╭─ Exercise material

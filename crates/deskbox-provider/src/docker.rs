//! Docker-backed provider.
//!
//! Talks to the local Docker Engine through bollard. Each session gets one
//! container named `deskbox-<session_id>` and labelled with the session id,
//! so [`DockerProvider::list`] can find containers this provider owns.

use crate::config::{ProvisionConfig, BROWSER_PORT, CONTROL_PORT, DISPLAY_PORT};
use crate::error::{ProviderError, Result};
use crate::provider::{probe_endpoint, ContainerHandle, Provider};
use async_trait::async_trait;
use bollard::errors::Error as BollardError;
use bollard::models::{ContainerCreateBody, HostConfig, PortBinding, PortMap};
use bollard::query_parameters::{
    CreateContainerOptionsBuilder, CreateImageOptionsBuilder, InspectContainerOptions,
    ListContainersOptionsBuilder, RemoveContainerOptionsBuilder, StartContainerOptions,
    StopContainerOptionsBuilder,
};
use bollard::Docker;
use futures::TryStreamExt;
use std::collections::HashMap;
use std::net::{IpAddr, Ipv4Addr, SocketAddr};

/// Label carrying the session id on every container we create.
pub const SESSION_LABEL: &str = "deskbox.session";

/// Seconds the runtime waits for a graceful stop before killing.
const STOP_GRACE_SECS: i32 = 5;

/// Host address ports are published on.
const PUBLISH_HOST: Ipv4Addr = Ipv4Addr::LOCALHOST;

/// Provider backed by the local Docker daemon.
#[derive(Debug, Clone)]
pub struct DockerProvider {
    docker: Docker,
}

impl DockerProvider {
    /// Connect using the platform defaults (`DOCKER_HOST` or the local socket).
    ///
    /// Connecting is lazy; an unreachable daemon is reported by
    /// [`Provider::provision`] as [`ProviderError::RuntimeUnavailable`].
    pub fn connect() -> Result<Self> {
        let docker = Docker::connect_with_local_defaults()
            .map_err(|e| ProviderError::RuntimeUnavailable(e.to_string()))?;
        Ok(Self { docker })
    }

    /// Wrap an existing bollard client.
    pub fn with_client(docker: Docker) -> Self {
        Self { docker }
    }

    /// Container name for a session.
    pub fn container_name(session_id: &str) -> String {
        format!("deskbox-{session_id}")
    }

    async fn ensure_image(&self, image: &str) -> Result<()> {
        if self.docker.inspect_image(image).await.is_ok() {
            tracing::debug!(image, "Image present locally");
            return Ok(());
        }

        let (from_image, tag) = split_image_tag(image);
        tracing::info!(image, "Pulling image");
        self.docker
            .create_image(
                Some(
                    CreateImageOptionsBuilder::new()
                        .from_image(from_image)
                        .tag(tag)
                        .build(),
                ),
                None,
                None,
            )
            .try_collect::<Vec<_>>()
            .await
            .map_err(|e| ProviderError::ImagePull {
                image: image.to_string(),
                message: e.to_string(),
            })?;
        Ok(())
    }

    async fn create_and_start(&self, name: &str, config: &ProvisionConfig) -> Result<String> {
        let ports = config.published_ports();

        let exposed_ports: HashMap<String, HashMap<(), ()>> = ports
            .iter()
            .map(|p| (port_key(*p), HashMap::new()))
            .collect();

        // Empty host port lets the runtime pick a free ephemeral port
        let port_bindings: PortMap = ports
            .iter()
            .map(|p| {
                (
                    port_key(*p),
                    Some(vec![PortBinding {
                        host_ip: Some(PUBLISH_HOST.to_string()),
                        host_port: Some(String::new()),
                    }]),
                )
            })
            .collect();

        let binds: Vec<String> = config.volumes.iter().map(|v| v.to_bind()).collect();

        let body = ContainerCreateBody {
            image: Some(config.image.clone()),
            env: Some(config.container_env()),
            labels: Some(HashMap::from([(
                SESSION_LABEL.to_string(),
                config.session_id.clone(),
            )])),
            exposed_ports: Some(exposed_ports),
            host_config: Some(HostConfig {
                binds: if binds.is_empty() { None } else { Some(binds) },
                port_bindings: Some(port_bindings),
                shm_size: Some(config.shm_size),
                ..HostConfig::default()
            }),
            ..ContainerCreateBody::default()
        };

        let created = self
            .docker
            .create_container(
                Some(CreateContainerOptionsBuilder::new().name(name).build()),
                body,
            )
            .await
            .map_err(|e| ProviderError::Create(e.to_string()))?;
        tracing::debug!(container = name, id = %created.id, "Container created");

        self.docker
            .start_container(name, None::<StartContainerOptions>)
            .await
            .map_err(|e| ProviderError::Start(e.to_string()))?;
        tracing::debug!(container = name, "Container started");

        Ok(created.id)
    }

    async fn resolve_ports(&self, name: &str) -> Result<PortMap> {
        let info = self
            .docker
            .inspect_container(name, None::<InspectContainerOptions>)
            .await
            .map_err(|e| ProviderError::PortAllocation(format!("inspect failed: {e}")))?;

        info.network_settings
            .and_then(|n| n.ports)
            .ok_or_else(|| ProviderError::PortAllocation("no published ports reported".into()))
    }

    async fn remove(&self, name: &str) -> Result<()> {
        // A stop failure is fine here; the forced remove below decides
        if let Err(e) = self
            .docker
            .stop_container(
                name,
                Some(StopContainerOptionsBuilder::new().t(STOP_GRACE_SECS).build()),
            )
            .await
        {
            if !is_not_found(&e) {
                tracing::debug!(container = name, error = %e, "Stop failed, forcing removal");
            }
        }

        match self
            .docker
            .remove_container(
                name,
                Some(RemoveContainerOptionsBuilder::new().force(true).v(true).build()),
            )
            .await
        {
            Ok(()) => Ok(()),
            Err(e) if is_not_found(&e) => {
                tracing::debug!(container = name, "Container already removed");
                Ok(())
            }
            Err(e) => Err(ProviderError::Remove(e.to_string())),
        }
    }
}

#[async_trait]
impl Provider for DockerProvider {
    fn name(&self) -> &str {
        "docker"
    }

    async fn provision(&self, config: &ProvisionConfig) -> Result<ContainerHandle> {
        config.validate()?;
        let start = std::time::Instant::now();
        let name = Self::container_name(&config.session_id);
        tracing::info!(
            session_id = %config.session_id,
            image = %config.image,
            screen_size = %config.screen_size,
            headless = config.headless,
            "Provisioning desktop container"
        );

        self.docker
            .ping()
            .await
            .map_err(|e| ProviderError::RuntimeUnavailable(e.to_string()))?;

        self.ensure_image(&config.image).await?;

        let container_id = match self.create_and_start(&name, config).await {
            Ok(id) => id,
            Err(e) => {
                tracing::error!(container = %name, error = %e, "Container bring-up failed");
                if let Err(cleanup) = self.remove(&name).await {
                    tracing::warn!(container = %name, error = %cleanup, "Cleanup after failed bring-up failed");
                }
                return Err(e);
            }
        };

        let endpoints = self
            .resolve_ports(&name)
            .await
            .and_then(|ports| Endpoints::from_port_map(&ports, config.headless));
        let endpoints = match endpoints {
            Ok(e) => e,
            Err(e) => {
                tracing::error!(container = %name, error = %e, "Port resolution failed");
                if let Err(cleanup) = self.remove(&name).await {
                    tracing::warn!(container = %name, error = %cleanup, "Cleanup after port failure failed");
                }
                return Err(e);
            }
        };

        tracing::info!(
            session_id = %config.session_id,
            control = %endpoints.control,
            elapsed_ms = start.elapsed().as_millis() as u64,
            "Desktop container running"
        );

        Ok(ContainerHandle {
            session_id: config.session_id.clone(),
            container_id,
            control_endpoint: endpoints.control,
            display_endpoint: endpoints.display,
            browser_endpoint: endpoints.browser,
            session_token: config.session_token.clone(),
            auto_ssl: config.auto_ssl,
        })
    }

    async fn health_check(&self, handle: &ContainerHandle) -> bool {
        probe_endpoint(handle.control_endpoint).await
    }

    async fn terminate(&self, handle: &ContainerHandle) -> Result<()> {
        let name = Self::container_name(&handle.session_id);
        tracing::info!(session_id = %handle.session_id, "Terminating desktop container");
        self.remove(&name).await
    }

    async fn list(&self) -> Result<Vec<String>> {
        let containers = self
            .docker
            .list_containers(Some(ListContainersOptionsBuilder::new().all(true).build()))
            .await
            .map_err(|e| ProviderError::RuntimeUnavailable(e.to_string()))?;

        Ok(containers
            .into_iter()
            .filter_map(|c| c.labels.and_then(|mut l| l.remove(SESSION_LABEL)))
            .collect())
    }
}

/// Host endpoints resolved from a container's published ports.
#[derive(Debug, Clone, PartialEq, Eq)]
struct Endpoints {
    control: SocketAddr,
    display: Option<SocketAddr>,
    browser: Option<SocketAddr>,
}

impl Endpoints {
    fn from_port_map(ports: &PortMap, headless: bool) -> Result<Self> {
        let control = host_addr(ports, CONTROL_PORT).ok_or_else(|| {
            ProviderError::PortAllocation(format!("control port {CONTROL_PORT} was not published"))
        })?;
        let display = if headless {
            None
        } else {
            Some(host_addr(ports, DISPLAY_PORT).ok_or_else(|| {
                ProviderError::PortAllocation(format!(
                    "display port {DISPLAY_PORT} was not published"
                ))
            })?)
        };
        Ok(Self {
            control,
            display,
            browser: host_addr(ports, BROWSER_PORT),
        })
    }
}

fn port_key(port: u16) -> String {
    format!("{port}/tcp")
}

fn host_addr(ports: &PortMap, container_port: u16) -> Option<SocketAddr> {
    let bindings = ports.get(&port_key(container_port))?.as_ref()?;
    bindings.iter().find_map(|b| {
        let port: u16 = b.host_port.as_deref()?.parse().ok()?;
        if port == 0 {
            return None;
        }
        let ip = b
            .host_ip
            .as_deref()
            .and_then(|ip| ip.parse::<IpAddr>().ok())
            .filter(|ip| !ip.is_unspecified())
            .unwrap_or(IpAddr::V4(PUBLISH_HOST));
        Some(SocketAddr::new(ip, port))
    })
}

fn split_image_tag(image: &str) -> (&str, &str) {
    // A colon after the last slash is a tag; before it, a registry port
    match image.rsplit_once(':') {
        Some((name, tag)) if !tag.contains('/') => (name, tag),
        _ => (image, "latest"),
    }
}

fn is_not_found(error: &BollardError) -> bool {
    matches!(
        error,
        BollardError::DockerResponseServerError { status_code, .. } if *status_code == 404
    )
}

╰─

Write down exactly the span of lines above from the one containing "this provider owns." to the one containing "use bollard::Docker;", both ends included.

//! so [`DockerProvider::list`] can find containers this provider owns.

use crate::config::{ProvisionConfig, BROWSER_PORT, CONTROL_PORT, DISPLAY_PORT};
use crate::error::{ProviderError, Result};
use crate::provider::{probe_endpoint, ContainerHandle, Provider};
use async_trait::async_trait;
use bollard::errors::Error as BollardError;
use bollard::models::{ContainerCreateBody, HostConfig, PortBinding, PortMap};
use bollard::query_parameters::{
    CreateContainerOptionsBuilder, CreateImageOptionsBuilder, InspectContainerOptions,
    ListContainersOptionsBuilder, RemoveContainerOptionsBuilder, StartContainerOptions,
    StopContainerOptionsBuilder,
};
use bollard::Docker;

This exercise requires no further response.